Debret consegue salientar em seus retratos como a Coroa Real
conseguiu se adaptar ao ambiente tropical, dialogar com as culturas locais e
criar o que Lilia Moritz vem a chamar de Monarquia Tropical. Apesar de seguir
fielmente o protestantismo e seguir estritamente as regras de etiqueta da
tradição medieval europeia, Dom Pedro é retratado por Debret sempre com
traços caracteristicamente locais em suas vestes. O imperador utilizava mantos
e coroa verdes, carregadas de penas de tucanos e pavões, em detrimento do
tradicionalmente vermelho utilizado pelos monarcas europeus; era pintado em
meio a matas e paisagens tropicais, e até a interação entre o monarca e os
outros segmentos sociais auxiliaram-no nessa formação de um forte poder
simbólico.
Tais retratos podem parecer de mínima relevância para a compreensão
do período histórico, mas representam reflexos de um poder simbólico criado a
partir da imagem do Rei, que se solidifica e ganha proporções muito grandes
nos períodos posteriores, uma vez que consegue se adaptar às culturas locais,
desde africanas até católicas. Entre as relações do Brasil com a África, Moritz
defende uma troca mais alargada do que se pode imaginar à primeira vista.
Segundo ela, a relação era bilateral: enquanto nós conhecíamos a feijoada, o
dendê e a batucada, a África recebeu nossa rede, a mandioca e o milho. Além
de diversos príncipes oriundos da elite africana, habitavam no Brasil os reis
alegóricos da Congada, que representavam uma autoridade máxima, mas que
mesmo assim eram tolerados uma vez que contribuíam e faziam uma menção
positiva à figura do ‘Rei’. No campo da relação entre o governo e a Igreja
Católica, o imperador passa a ser ungido e sagrado a tal ponto que se
confunde com santos! Tal diálogo se torna recíproco, e diversos santos muito
adorados ganham o status da realeza.
As consequências verificáveis do poder simbólico real são diversas: as
mais salientes, porém, verificam-se em dois ícones republicanos que remetem
muito a uma identidade criada no período imperial, a saber, a bandeira e o hino
nacional. A bandeira - ao contrário dos que pensam que representa o verde
das florestas e o amarelo do ouro – é uma adaptação da que vigorava no
período imperial e as cores fazem alusão às famílias reais que formaram a
monarquia brasileira. O retângulo verde remete a Casa de Bragança, enquanto
o amarelo está vinculado à família Habsburgo. Enquanto isso, o hino nacional
republicano, após longa discussão e apelo popular, continuou a sendo o
mesmo que era cantado no período Imperial. Tal incongruência seria sanada
com o Hino Nacional atual, oficializado apenas em 1922.

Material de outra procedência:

// Copyright 2025 the Flipbook Authors
// SPDX-License-Identifier: Apache-2.0 OR MIT

//! Headless flipbook driver.
//!
//! Loads a document from `pages.json` and `companies.json`, opens a spread and
//! turns pages, playing the part of the host: it answers fetches from the
//! document, routes pushed locations and delivers frames on a simulated
//! clock. Run with `RUST_LOG` unset to see the navigator's own logging.

use std::collections::VecDeque;
use std::error::Error;
use std::path::PathBuf;

use clap::{Parser, ValueEnum};
use flipbook_nav::{Command, FetchError, Navigator, NavigatorConfig, SpreadLayout};
use flipbook_pagination::Direction;
use flipbook_spread::{Document, PAGE_ASPECT_RATIO, ROUTE_PREFIX, Route, SpreadPayload};
use flipbook_timing::Millis;
use kurbo::{Rect, Size};
use tracing::{debug, info, warn};

#[derive(Parser, Debug)]
#[command(
    name = "flipbook_headless",
    version,
    about = "Drive a flipbook navigator without a UI"
)]
struct Args {
    /// Directory holding `pages.json` and `companies.json`.
    #[arg(long, default_value = "demos/data")]
    data: PathBuf,
    /// Label of the spread to open.
    #[arg(long, default_value = "0")]
    start: String,
    /// Which way to turn.
    #[arg(long, value_enum, default_value_t = Way::Next)]
    direction: Way,
    /// How many turns to make; stops early at the end of the document.
    #[arg(long, default_value_t = 3)]
    turns: usize,
    /// Simulated time between animation frames, in milliseconds.
    #[arg(long, default_value_t = 16)]
    frame_ms: Millis,
    /// Zoom in before turning, to show that turns wait for the reset.
    #[arg(long)]
    zoom_first: bool,
    /// JSON navigator configuration.
    #[arg(long)]
    config: Option<PathBuf>,
}

#[derive(Clone, Copy, Debug, ValueEnum)]
enum Way {
    Next,
    Prev,
}

impl From<Way> for Direction {
    fn from(way: Way) -> Self {
        match way {
            Way::Next => Self::Next,
            Way::Prev => Self::Prev,
        }
    }
}

/// Plays the host side of the navigator contract.
struct Host {
    doc: Document,
    nav: Navigator,
    now: Millis,
    frame_ms: Millis,
}

impl Host {
    /// Carries out `commands` and everything they lead to.
    fn run(&mut self, commands: Vec<Command>) -> Result<(), Box<dyn Error>> {
        let mut queue = VecDeque::from(commands);
        while let Some(command) = queue.pop_front() {
            match command {
                Command::Fetch(label) => {
                    self.now += self.frame_ms;
                    let result = self.doc.spread(label.as_str()).map_err(FetchError::from);
                    queue.extend(self.nav.fetch_resolved(&label, result, self.now));
                }
                Command::RequestFrame(token) => {
                    self.now += self.frame_ms;
                    queue.extend(self.nav.frame(token, self.now));
                    if let Some(scene) = self.nav.turn_scene() {
                        debug!(
                            progress = scene.progress,
                            angle = scene.pose.angle,
                            mirrored = scene.pose.mirrored,
                            "turn frame"
                        );
                    }
                }
                Command::CancelFrame(token) => debug!(token = token.id(), "frame cancelled"),
                Command::Push(location) => match self.doc.resolve(&location) {
                    Route::Show(payload) => queue.extend(self.nav.show(*payload)),
                    Route::Redirect(to) => queue.push_back(Command::Push(to)),
                    Route::NotFound => return Err(format!("no spread at {location}").into()),
                },
            }
        }
        Ok(())
    }
}

/// Opens `label`, following a canonical redirect if there is one.
fn open(doc: &Document, label: &str) -> Result<SpreadPayload, Box<dyn Error>> {
    let mut location = format!("{ROUTE_PREFIX}{label}");
    loop {
        match doc.resolve(&location) {
            Route::Show(payload) => return Ok(*payload),
            Route::Redirect(to) => {
                info!(from = %location, %to, "redirected");
                location = to;
            }
            Route::NotFound => return Err(format!("no spread labelled {label:?}").into()),
        }
    }
}

/// Two pages side by side, centered in `viewport` with a small margin.
fn layout_for(viewport: Size, payload: &SpreadPayload) -> SpreadLayout {
    let height = viewport.height * 0.85;
    let width = height * PAGE_ASPECT_RATIO;
    let top = (viewport.height - height) / 2.0;
    let spine = viewport.width / 2.0;
    let sides = payload.sides();
    SpreadLayout {
        viewport,
        content: viewport,
        left: sides
            .left
            .map(|_| Rect::new(spine - width, top, spine, top + height)),
        right: sides
            .right
            .map(|_| Rect::new(spine, top, spine + width, top + height)),
    }
}

fn main() -> Result<(), Box<dyn Error>> {
    tracing_subscriber::fmt()
        .with_env_filter("flipbook_nav=debug,flipbook_spread=debug,info")
        .init();

    let args = Args::parse();
    let pages = std::fs::read_to_string(args.data.join("pages.json"))?;
    let companies = std::fs::read_to_string(args.data.join("companies.json"))?;
    let doc = Document::from_json(&pages, &companies)?;
    let config = match &args.config {
        Some(path) => NavigatorConfig::from_json(&std::fs::read_to_string(path)?)?,
        None => NavigatorConfig::default(),
    };

    let viewport = Size::new(1280.0, 800.0);
    let initial = open(&doc, &args.start)?;
    let layout = layout_for(viewport, &initial);
    let mut nav = Navigator::new(config, initial);
    nav.set_layout(layout);
    let mut host = Host {
        doc,
        nav,
        now: 0,
        frame_ms: args.frame_ms,
    };
    println!("{} ({})", host.nav.current().label, host.nav.position_text());

    if args.zoom_first {
        let commands = host.nav.double_click(host.now);
        host.run(commands)?;
        println!("zoomed to {}%", host.nav.zoom_percent());
        let blocked = host.nav.request_navigate(args.direction.into(), host.now);
        if blocked.is_empty() {
            warn!("turn refused while zoomed in");
        }
        let commands = host.nav.key(flipbook_nav::Key::Escape, host.now);
        host.run(commands)?;
        println!("zoom reset to {}%", host.nav.zoom_percent());
    }

    for _ in 0..args.turns {
        let started = host.now;
        let commands = host.nav.request_navigate(args.direction.into(), host.now);
        if commands.is_empty() {
            info!("no spread further in that direction");
            break;
        }
        host.run(commands)?;
        let layout = layout_for(viewport, host.nav.current());
        host.nav.set_layout(layout);
        println!(
            "{} ({}) after {} ms",
            host.nav.current().label,
            host.nav.position_text(),
            host.now - started
        );
    }

    let commands = host.nav.teardown();
    host.run(commands)?;
    Ok(())
}
// Copyright 2025 the Flipbook Authors
// SPDX-License-Identifier: Apache-2.0 OR MIT

/// Cubic ease-in-out over `t ∈ [0, 1]`.
///
/// Input outside the unit interval is clamped first, so the result is always
/// in `[0, 1]` and the curve is monotonically non-decreasing.
#[must_use]
pub fn ease_in_out_cubic(t: f64) -> f64 {
    let t = t.clamp(0.0, 1.0);
    if t < 0.5 {
        4.0 * t * t * t
    } else {
        let u = -2.0 * t + 2.0;
        1.0 - u * u * u / 2.0
    }
}
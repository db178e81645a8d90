// Copyright 2025 the Flipbook Authors
// SPDX-License-Identifier: Apache-2.0 OR MIT

//! Leaf pose as a pure function of progress.

use core::f64::consts::PI;

use flipbook_pagination::Direction;
use flipbook_timing::ease_in_out_cubic;
use kurbo::{Affine, Point, Rect, Vec2};

/// Distance the leaf is lifted toward the viewer during a turn.
pub const LEAF_DEPTH: f64 = 60.0;

/// Progress at which the settle shrink begins.
const SHRINK_START: f64 = 0.85;
/// Scale at the very end of the turn.
const SHRINK_END_SCALE: f64 = 0.985;
/// Peak in-plane wobble, in degrees.
const LIFT_DEGREES: f64 = 1.5;
/// Peak opacity of the shadow cast on the destination spread.
const SHADOW_ALPHA: f64 = 0.15;
/// Opacity of the hinge-side shading at the end of the turn.
const SHADE_ALPHA: f64 = 0.25;

/// What the turning leaf shows.
///
/// The leaf has one opaque face. Before the halfway point it shows the page
/// being turned away from; from the halfway point on it shows the page being
/// revealed, mirrored so it reads correctly on the back of the leaf. The swap
/// is instantaneous.
#[derive(Clone, Copy, Debug, PartialEq, Eq)]
pub enum LeafFace<T> {
    /// `progress < 0.5`: the outgoing page.
    FirstHalf(T),
    /// `progress >= 0.5`: the incoming page, mirrored.
    SecondHalf(T),
}

impl<T> LeafFace<T> {
    /// Chooses the face for `progress`.
    #[must_use]
    pub fn at(progress: f64, from: T, to: T) -> Self {
        if progress < 0.5 {
            Self::FirstHalf(from)
        } else {
            Self::SecondHalf(to)
        }
    }

    /// The page shown, whichever half.
    pub fn into_inner(self) -> T {
        match self {
            Self::FirstHalf(t) | Self::SecondHalf(t) => t,
        }
    }

    /// Returns `true` if the content must be drawn mirrored.
    #[must_use]
    pub fn is_mirrored(&self) -> bool {
        matches!(self, Self::SecondHalf(_))
    }

    /// Maps the page value.
    pub fn map<U>(self, f: impl FnOnce(T) -> U) -> LeafFace<U> {
        match self {
            Self::FirstHalf(t) => LeafFace::FirstHalf(f(t)),
            Self::SecondHalf(t) => LeafFace::SecondHalf(f(t)),
        }
    }
}

/// Which way a gradient runs across the stage.
#[derive(Clone, Copy, Debug, PartialEq, Eq)]
pub enum GradientDirection {
    /// Transparent on the right, dark on the left.
    ToLeft,
    /// Transparent on the left, dark on the right.
    ToRight,
}

/// Full visual state of the turning leaf at one instant.
#[derive(Clone, Copy, Debug, PartialEq)]
pub struct TurnPose {
    /// Rotation about the vertical hinge axis, in degrees. Runs 0 to -180 for
    /// a next turn and 0 to 180 for a previous turn.
    pub angle: f64,
    /// Small in-plane rotation, in degrees, that peaks mid-turn.
    pub lift: f64,
    /// Horizontal travel closing the gap between the pages.
    pub translate_x: f64,
    /// Constant depth toward the viewer; see [`LEAF_DEPTH`].
    pub depth: f64,
    /// Uniform scale; dips slightly at the very end.
    pub scale: f64,
    /// Opacity of the shadow cast on the destination spread.
    pub shadow_alpha: f64,
    /// Direction the cast shadow darkens toward.
    pub shadow_direction: GradientDirection,
    /// Opacity of the shading on the hinge side of the leaf.
    pub shade_alpha: f64,
    /// `true` from the halfway point on.
    pub mirrored: bool,
}

impl TurnPose {
    /// Pose at `progress` (clamped into `[0, 1]`) of a turn in `direction`
    /// across a gap of `gap` units.
    #[must_use]
    pub fn at(progress: f64, direction: Direction, gap: f64) -> Self {
        let p = progress.clamp(0.0, 1.0);
        let sign = match direction {
            Direction::Next => -1.0,
            Direction::Prev => 1.0,
        };

        let first_half = p < 0.5;
        let half = if first_half { p / 0.5 } else { (p - 0.5) / 0.5 };
        let magnitude = if first_half { 90.0 * half } else { 90.0 + 90.0 * half };

        let end = ((p - SHRINK_START) / (1.0 - SHRINK_START)).clamp(0.0, 1.0);
        let swing = (PI * p).sin();

        Self {
            angle: sign * magnitude,
            lift: -sign * LIFT_DEGREES * swing,
            translate_x: sign * gap * ease_in_out_cubic(p),
            depth: LEAF_DEPTH,
            scale: 1.0 - (1.0 - SHRINK_END_SCALE) * ease_in_out_cubic(end),
            shadow_alpha: SHADOW_ALPHA * swing,
            shadow_direction: match direction {
                Direction::Next => GradientDirection::ToLeft,
                Direction::Prev => GradientDirection::ToRight,
            },
            shade_alpha: SHADE_ALPHA * p,
            mirrored: !first_half,
        }
    }

    /// Orthographic projection of the leaf onto the stage.
    ///
    /// For renderers without 3D transforms: the hinge rotation becomes a
    /// horizontal scale by `cos(angle)` about `hinge`, which folds the leaf
    /// over the spine in the second half. Depth is dropped.
    #[must_use]
    pub fn flat_transform(&self, hinge: Point) -> Affine {
        let to_hinge = Affine::translate(hinge.to_vec2());
        let from_hinge = Affine::translate(-hinge.to_vec2());
        Affine::translate(Vec2::new(self.translate_x, 0.0))
            * to_hinge
            * Affine::scale_non_uniform(self.angle.to_radians().cos(), 1.0)
            * Affine::rotate(self.lift.to_radians())
            * Affine::scale(self.scale)
            * from_hinge
    }

    /// Transform applied to the leaf's content inside `leaf`.
    ///
    /// Identity in the first half, a horizontal mirror about the leaf center
    /// in the second.
    #[must_use]
    pub fn content_transform(&self, leaf: Rect) -> Affine {
        if !self.mirrored {
            return Affine::IDENTITY;
        }
        let center = leaf.center().to_vec2();
        Affine::translate(center) * Affine::scale_non_uniform(-1.0, 1.0) * Affine::translate(-center)
    }
}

2.2 Cultura jurídica Imperial.
Texto: HOLANDA, Sérgio Buarque de. História Gerald a civilização
brasileira. Volume 5; Tomo II. O Brasil Monárquico. Capítulo III: a cultura
jurídica. P. 356-368.
A Constituição de 1824, a primeira do Brasil, apesar de algumas
reminiscências herdadas dos corpos medievais – como o Poder Moderador –
veio a celebrar diversos símbolos modernos, como garantias civis individuais e
válidas inclusive perante o Estado; e a autonomização do poder judiciário, que
mostra o início de uma tentativa de funcionalização do direito, genuinamente
moderna. (A Constituição em si será mais bem tratada na questão seguinte.)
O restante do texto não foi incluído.